In the data below, find each line that contains the word "split" and copy it.

Data records
=======

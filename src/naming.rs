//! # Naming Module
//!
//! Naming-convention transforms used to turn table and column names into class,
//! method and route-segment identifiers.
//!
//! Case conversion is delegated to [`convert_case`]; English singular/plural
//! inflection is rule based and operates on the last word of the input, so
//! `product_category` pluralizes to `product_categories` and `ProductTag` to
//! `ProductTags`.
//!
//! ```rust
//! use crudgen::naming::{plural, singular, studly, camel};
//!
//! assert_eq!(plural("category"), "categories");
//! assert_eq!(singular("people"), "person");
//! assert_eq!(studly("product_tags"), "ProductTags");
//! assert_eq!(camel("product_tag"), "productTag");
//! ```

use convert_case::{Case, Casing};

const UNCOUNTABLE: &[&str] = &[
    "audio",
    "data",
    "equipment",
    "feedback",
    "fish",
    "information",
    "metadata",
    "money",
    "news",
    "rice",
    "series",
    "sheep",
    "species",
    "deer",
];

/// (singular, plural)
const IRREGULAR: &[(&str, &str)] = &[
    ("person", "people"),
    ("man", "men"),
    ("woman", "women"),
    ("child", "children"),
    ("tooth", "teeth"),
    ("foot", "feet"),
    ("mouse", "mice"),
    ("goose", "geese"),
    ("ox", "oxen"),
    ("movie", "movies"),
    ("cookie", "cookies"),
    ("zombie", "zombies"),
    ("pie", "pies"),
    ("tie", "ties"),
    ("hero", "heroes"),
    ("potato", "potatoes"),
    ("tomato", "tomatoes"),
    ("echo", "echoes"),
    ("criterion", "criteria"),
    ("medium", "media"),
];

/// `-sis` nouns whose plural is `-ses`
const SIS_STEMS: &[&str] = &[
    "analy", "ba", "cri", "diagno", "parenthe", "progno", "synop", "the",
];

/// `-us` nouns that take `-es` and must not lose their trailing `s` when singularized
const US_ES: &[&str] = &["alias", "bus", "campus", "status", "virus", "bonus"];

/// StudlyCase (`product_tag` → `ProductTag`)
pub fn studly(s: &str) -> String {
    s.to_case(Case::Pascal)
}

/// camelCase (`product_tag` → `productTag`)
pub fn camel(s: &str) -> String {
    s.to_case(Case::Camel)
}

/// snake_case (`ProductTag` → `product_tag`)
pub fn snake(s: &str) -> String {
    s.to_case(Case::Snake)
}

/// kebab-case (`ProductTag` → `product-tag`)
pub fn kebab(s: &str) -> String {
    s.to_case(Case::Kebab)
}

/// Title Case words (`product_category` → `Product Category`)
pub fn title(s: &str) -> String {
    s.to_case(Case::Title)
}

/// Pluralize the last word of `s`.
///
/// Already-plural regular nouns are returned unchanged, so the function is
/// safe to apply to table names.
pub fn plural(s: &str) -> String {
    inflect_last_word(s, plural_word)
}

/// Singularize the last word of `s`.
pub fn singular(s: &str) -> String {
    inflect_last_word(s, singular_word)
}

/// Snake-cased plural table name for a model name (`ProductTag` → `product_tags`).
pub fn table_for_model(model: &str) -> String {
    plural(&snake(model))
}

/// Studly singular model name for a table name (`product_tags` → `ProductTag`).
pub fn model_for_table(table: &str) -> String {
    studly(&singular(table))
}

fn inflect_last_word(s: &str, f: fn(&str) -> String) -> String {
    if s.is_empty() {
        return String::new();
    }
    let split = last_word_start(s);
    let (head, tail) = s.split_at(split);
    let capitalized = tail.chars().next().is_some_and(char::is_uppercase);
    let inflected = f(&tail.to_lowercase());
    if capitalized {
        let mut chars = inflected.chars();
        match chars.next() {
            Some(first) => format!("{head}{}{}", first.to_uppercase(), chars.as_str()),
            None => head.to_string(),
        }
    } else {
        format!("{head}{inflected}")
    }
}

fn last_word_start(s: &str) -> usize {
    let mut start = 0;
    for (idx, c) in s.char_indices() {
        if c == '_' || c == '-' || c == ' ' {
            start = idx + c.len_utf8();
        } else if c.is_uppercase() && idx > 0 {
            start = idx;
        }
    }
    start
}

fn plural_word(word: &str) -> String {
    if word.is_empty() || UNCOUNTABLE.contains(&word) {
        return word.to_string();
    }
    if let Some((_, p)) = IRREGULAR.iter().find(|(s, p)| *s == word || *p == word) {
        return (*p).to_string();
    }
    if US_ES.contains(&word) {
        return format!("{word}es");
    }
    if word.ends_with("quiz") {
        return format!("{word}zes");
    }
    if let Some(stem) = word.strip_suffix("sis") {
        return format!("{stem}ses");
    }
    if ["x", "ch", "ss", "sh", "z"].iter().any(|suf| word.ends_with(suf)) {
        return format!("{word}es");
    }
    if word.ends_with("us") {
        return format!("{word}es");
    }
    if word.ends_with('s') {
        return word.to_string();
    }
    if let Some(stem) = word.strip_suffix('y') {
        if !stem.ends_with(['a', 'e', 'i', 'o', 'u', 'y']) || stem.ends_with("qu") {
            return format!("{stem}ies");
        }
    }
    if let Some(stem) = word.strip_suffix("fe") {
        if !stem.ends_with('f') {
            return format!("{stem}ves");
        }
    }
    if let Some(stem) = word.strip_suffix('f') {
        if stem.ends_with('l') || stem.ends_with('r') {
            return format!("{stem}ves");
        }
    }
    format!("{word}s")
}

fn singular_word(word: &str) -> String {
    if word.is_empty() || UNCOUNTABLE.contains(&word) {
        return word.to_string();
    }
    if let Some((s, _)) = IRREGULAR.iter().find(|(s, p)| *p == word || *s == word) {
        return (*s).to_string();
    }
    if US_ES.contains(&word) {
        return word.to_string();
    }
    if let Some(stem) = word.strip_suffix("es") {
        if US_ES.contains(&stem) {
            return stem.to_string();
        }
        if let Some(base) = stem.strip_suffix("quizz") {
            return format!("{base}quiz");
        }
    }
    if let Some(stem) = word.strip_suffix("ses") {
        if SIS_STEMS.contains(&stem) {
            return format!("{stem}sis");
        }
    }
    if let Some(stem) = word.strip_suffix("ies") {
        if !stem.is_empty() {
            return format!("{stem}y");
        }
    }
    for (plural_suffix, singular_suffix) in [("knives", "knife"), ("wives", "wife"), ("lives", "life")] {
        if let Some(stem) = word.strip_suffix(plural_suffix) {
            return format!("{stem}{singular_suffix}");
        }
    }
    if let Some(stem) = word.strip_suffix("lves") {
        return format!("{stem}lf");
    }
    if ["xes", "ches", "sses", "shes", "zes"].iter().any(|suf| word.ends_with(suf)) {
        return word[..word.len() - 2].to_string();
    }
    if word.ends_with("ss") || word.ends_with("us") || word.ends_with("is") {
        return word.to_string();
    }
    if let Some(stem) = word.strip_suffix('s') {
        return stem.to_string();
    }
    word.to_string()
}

=======

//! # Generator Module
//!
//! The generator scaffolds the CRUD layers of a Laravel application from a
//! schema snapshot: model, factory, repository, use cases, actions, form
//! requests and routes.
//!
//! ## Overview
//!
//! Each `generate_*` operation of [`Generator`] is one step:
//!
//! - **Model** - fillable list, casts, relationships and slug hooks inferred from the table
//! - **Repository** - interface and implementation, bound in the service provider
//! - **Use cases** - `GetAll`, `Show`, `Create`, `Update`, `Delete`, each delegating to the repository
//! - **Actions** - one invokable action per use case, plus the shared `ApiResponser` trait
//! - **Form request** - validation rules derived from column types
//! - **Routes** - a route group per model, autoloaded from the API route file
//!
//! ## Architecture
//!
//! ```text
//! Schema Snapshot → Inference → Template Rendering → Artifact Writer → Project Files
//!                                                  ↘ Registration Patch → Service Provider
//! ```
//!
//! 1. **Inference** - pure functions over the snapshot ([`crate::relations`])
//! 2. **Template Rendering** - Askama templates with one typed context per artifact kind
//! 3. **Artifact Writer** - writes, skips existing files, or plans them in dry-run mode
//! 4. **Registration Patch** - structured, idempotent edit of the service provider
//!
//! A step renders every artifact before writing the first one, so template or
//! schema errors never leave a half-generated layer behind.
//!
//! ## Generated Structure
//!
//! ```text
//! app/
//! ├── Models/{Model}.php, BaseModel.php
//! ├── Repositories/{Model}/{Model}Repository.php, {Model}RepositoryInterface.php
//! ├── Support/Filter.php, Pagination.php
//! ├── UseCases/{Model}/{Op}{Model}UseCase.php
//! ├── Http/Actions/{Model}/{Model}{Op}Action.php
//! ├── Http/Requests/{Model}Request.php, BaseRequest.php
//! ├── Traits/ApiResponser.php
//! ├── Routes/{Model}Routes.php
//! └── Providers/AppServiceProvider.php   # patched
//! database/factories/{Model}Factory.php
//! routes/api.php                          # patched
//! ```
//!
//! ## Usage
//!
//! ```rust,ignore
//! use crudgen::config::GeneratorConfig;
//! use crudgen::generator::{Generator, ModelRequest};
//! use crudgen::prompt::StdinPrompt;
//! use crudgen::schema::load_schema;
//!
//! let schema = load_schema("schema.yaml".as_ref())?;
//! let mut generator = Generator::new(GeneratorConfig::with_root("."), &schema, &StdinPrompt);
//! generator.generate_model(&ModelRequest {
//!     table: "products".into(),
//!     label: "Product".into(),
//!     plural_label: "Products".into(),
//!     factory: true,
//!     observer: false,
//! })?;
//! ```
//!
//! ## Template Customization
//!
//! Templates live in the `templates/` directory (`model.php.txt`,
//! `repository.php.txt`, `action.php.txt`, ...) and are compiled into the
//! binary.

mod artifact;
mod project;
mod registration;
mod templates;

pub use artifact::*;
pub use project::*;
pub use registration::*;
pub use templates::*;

=======

— Result of the exercise —
    let split = last_word_start(s);
    let (head, tail) = s.split_at(split);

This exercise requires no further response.